Leprous – Pitfalls: Album Review

Release Date: 25th October 2019

Label: Inside Out Music

Formats: CD, DL, gatefold vinyl

To say that the Norwegians sixth album shakes things up a bit may be the understatement of the year.

Things change. “The album nobody expects from us.” It’s certainly a step into an exciting and challenging territory where in particular, Leprous vocalist Einar Solberg has delivered a brave and bold commentary stemming from his own personal demons.

The band too has met the challenge by orchestrating a musical accompaniment that’s some distance from their progressive metal outbursts. However, given time, Pitfalls retains recognisable elements that are distinctly Leprous, namely the shrill Solberg vocal and the memorable Leprous bursts of dynamic intensity.

However, Pitfalls is Einar Solberg’s moment. His therapy and his release. From periods of darkness and adversity, he’s emerged with a musical outpouring that triumphantly channels his pain. Within a minute of Below opening the record, he’s singing about “every single fear I’m hiding, every single childhood memory” that merges with dramatic sweep of strings and a sense that he’s singing for his life.  It’s followed by the springy sub-disco of I Lose Hope where there’s no question of hiding behind anything metaphorical. This is pure confessional and an overwhelming and genuine feeling in his words.

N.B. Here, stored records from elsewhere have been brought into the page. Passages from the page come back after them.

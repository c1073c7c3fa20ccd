//! Buffered, line-oriented text decoding with progress reporting.

use std::io::{self, BufRead, BufReader, Read};

use crate::progress::{Progress, ProgressMeter};

/// Read `reader` to the end as UTF-8 text, one line at a time.
///
/// Line terminators are kept, and count towards the bytes read. Invalid
/// UTF-8 sequences are replaced with U+FFFD. `on_progress` receives the
/// deduplicated updates of a [`ProgressMeter`] over `total_size`.
pub fn read_text<R, F>(reader: R, total_size: i64, mut on_progress: F) -> io::Result<String>
where
    R: Read,
    F: FnMut(Progress),
{
    let mut reader = BufReader::new(reader);
    let mut meter = ProgressMeter::new(total_size);
    let mut bytes = Vec::new();

    loop {
        let read = reader.read_until(b'\n', &mut bytes)?;
        if read == 0 {
            break;
        }
        if let Some(update) = meter.advance(bytes.len() as u64) {
            on_progress(update);
        }
    }
    if let Some(update) = meter.finish() {
        on_progress(update);
    }

    Ok(match String::from_utf8(bytes) {
        Ok(text) => text,
        Err(err) => String::from_utf8_lossy(err.as_bytes()).into_owned(),
    })
}
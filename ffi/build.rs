use std::env;
use std::path::PathBuf;

fn main() {
    let crate_dir = env::var("CARGO_MANIFEST_DIR").unwrap();
    let out_dir = PathBuf::from(env::var("OUT_DIR").unwrap());

    println!("cargo:rerun-if-changed=src/lib.rs");
    println!("cargo:rerun-if-changed=src/types.rs");

    match cbindgen::Builder::new()
        .with_crate(&crate_dir)
        .with_language(cbindgen::Language::C)
        .with_include_guard("HTTPCALL_H")
        .generate()
    {
        Ok(bindings) => {
            bindings.write_to_file(out_dir.join("httpcall.h"));
        }
        Err(err) => println!("cargo:warning=httpcall.h not generated: {err}"),
    }
}
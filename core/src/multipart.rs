//! `multipart/form-data` body encoder.
//!
//! # Design
//! The encoder writes parts straight into the connection's output buffer
//! and flushes after each one. It owns no boundary of its own: the boundary
//! comes from the `Connection` that announced it in the `Content-Type`
//! header, so the two can never disagree.
//!
//! A form field is sent as a file part when its value names an existing
//! regular file, and as a text part otherwise.

use std::fs::File;
use std::io::{self, Read, Write};
use std::path::Path;

use log::debug;

use crate::field::Field;
use crate::header::names;
use crate::storage::{guess_content_type, CHUNK_SIZE};

const CRLF: &str = "\r\n";

/// How a form field will be encoded.
#[derive(Debug, Clone, Copy, PartialEq, Eq)]
pub enum FormPart<'a> {
    Text { name: &'a str, value: &'a str },
    File { name: &'a str, path: &'a Path },
}

impl<'a> FormPart<'a> {
    /// File part if the value is the path of an existing file, text otherwise.
    pub fn classify(field: &'a Field) -> Self {
        let path = Path::new(field.value());
        if !field.value().is_empty() && path.is_file() {
            FormPart::File {
                name: field.name(),
                path,
            }
        } else {
            FormPart::Text {
                name: field.name(),
                value: field.value(),
            }
        }
    }
}

/// Streams form parts into `W` using a fixed boundary.
pub struct MultipartEncoder<W: Write> {
    writer: W,
    boundary: String,
    charset: String,
    parts: usize,
}

impl<W: Write> MultipartEncoder<W> {
    pub fn new(writer: W, boundary: impl Into<String>, charset: impl Into<String>) -> Self {
        Self {
            writer,
            boundary: boundary.into(),
            charset: charset.into(),
            parts: 0,
        }
    }

    /// Encode one field according to [`FormPart::classify`].
    pub fn add_field(&mut self, field: &Field) -> io::Result<()> {
        match FormPart::classify(field) {
            FormPart::Text { name, value } => self.add_form_field(name, value),
            FormPart::File { name, path } => self.add_file_part(name, path),
        }
    }

    pub fn add_form_field(&mut self, name: &str, value: &str) -> io::Result<()> {
        self.delimiter()?;
        write!(
            self.writer,
            "{}: form-data; name=\"{}\"{CRLF}",
            names::CONTENT_DISPOSITION,
            escape_quoted(name)
        )?;
        write!(
            self.writer,
            "{}: text/plain; charset={}{CRLF}",
            names::CONTENT_TYPE,
            self.charset
        )?;
        self.writer.write_all(CRLF.as_bytes())?;
        self.writer.write_all(value.as_bytes())?;
        self.writer.write_all(CRLF.as_bytes())?;
        self.end_part()
    }

    /// Stream the file's bytes in fixed-size chunks.
    pub fn add_file_part(&mut self, field_name: &str, path: &Path) -> io::Result<()> {
        let file_name = path
            .file_name()
            .map(|name| name.to_string_lossy().into_owned())
            .unwrap_or_default();
        let mut file = File::open(path)?;

        self.delimiter()?;
        write!(
            self.writer,
            "{}: form-data; name=\"{}\"; filename=\"{}\"{CRLF}",
            names::CONTENT_DISPOSITION,
            escape_quoted(field_name),
            escape_quoted(&file_name)
        )?;
        write!(
            self.writer,
            "{}: {}{CRLF}",
            names::CONTENT_TYPE,
            guess_content_type(&file_name)
        )?;
        write!(self.writer, "{}: binary{CRLF}", names::CONTENT_TRANSFER_ENCODING)?;
        self.writer.write_all(CRLF.as_bytes())?;

        let mut buf = [0u8; CHUNK_SIZE];
        let mut sent = 0u64;
        loop {
            let n = file.read(&mut buf)?;
            if n == 0 {
                break;
            }
            self.writer.write_all(&buf[..n])?;
            sent += n as u64;
        }
        self.writer.write_all(CRLF.as_bytes())?;
        debug!("Encoded file part `{}` ({} bytes)", field_name, sent);
        self.end_part()
    }

    /// Write the closing delimiter and hand back the writer.
    pub fn finish(mut self) -> io::Result<W> {
        write!(self.writer, "--{}--{CRLF}", self.boundary)?;
        self.writer.flush()?;
        debug!("Closed multipart body with {} parts", self.parts);
        Ok(self.writer)
    }

    fn delimiter(&mut self) -> io::Result<()> {
        write!(self.writer, "--{}{CRLF}", self.boundary)
    }

    fn end_part(&mut self) -> io::Result<()> {
        self.parts += 1;
        self.writer.flush()
    }
}

fn escape_quoted(value: &str) -> String {
    value
        .replace('"', "%22")
        .replace('\r', "%0D")
        .replace('\n', "%0A")
}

Something akin to the gentle lull of a musical box opens Observe The Train. In the non-linear sequence that tracks the battle with depression and anxiety, it sees him coming to terms with managing the demons – finding solace in a soothing, relaxing and a most un-Leprous-like piece. In contrast, the jerky guitar patterns and bubbling synth that opens By My Throne develops into an electronic-based direction although it’s Alleviate that emerges as the first real high. Another sparse and stark arrangement gives way to a glorious and uplifting release as you can sense both music and vocal becoming self-assured and more positive until the moment of the album arrives at 2:30 as Solberg lets go, reinforcing the “all I could do in the end was wait, united with my fears” line.  It’s primal, purging and possibly even the moment of their careers.

It’s been suggested that this first half of the album is Leprous at their most accessible – ‘poppiest’ even – while the second explores their more experimental side. The opening parts of At The Bottom – “I have been here before and I have grown” – again rely on a restraint that edges into an angrier direction.  Chris Baum’s violin offers a moment’s respite before the final minute and a half – the question of “will I ever be the same?”  –  where a machine gun frenzy culminates in a massive pinnacle. A formula that’s repeated in Distant Bells, the paranoia suggested by the skittering rhythms and with the wrestling  “fight against myself” that comes with Foreigner, a mere aperitif before a remarkable finale.

Eleven minutes of The Sky Is Red comes complete with choir and a whole load of darkness and let’s face it, weirdness. It may also be the most creative and most uncomfortable piece they’ve done. Initially, it may appear the closest relation to their past; the melodic battles against the frenetic and psychotic before a nightmarish final five minutes. The disturbing industrial sounds are swallowed up by a horror movie chorus in a chilling and disquieting dénouement.

In hindsight, it may be a case of considering Pitfalls within the bigger picture and note the progression from Malina and before in the same terms as to how Opeth have moved from their dark metal roots into a band with much more progressive and ambitious tendencies.  Pitfalls is all set set to become the landmark album where Leprous have created their most stunning achievement.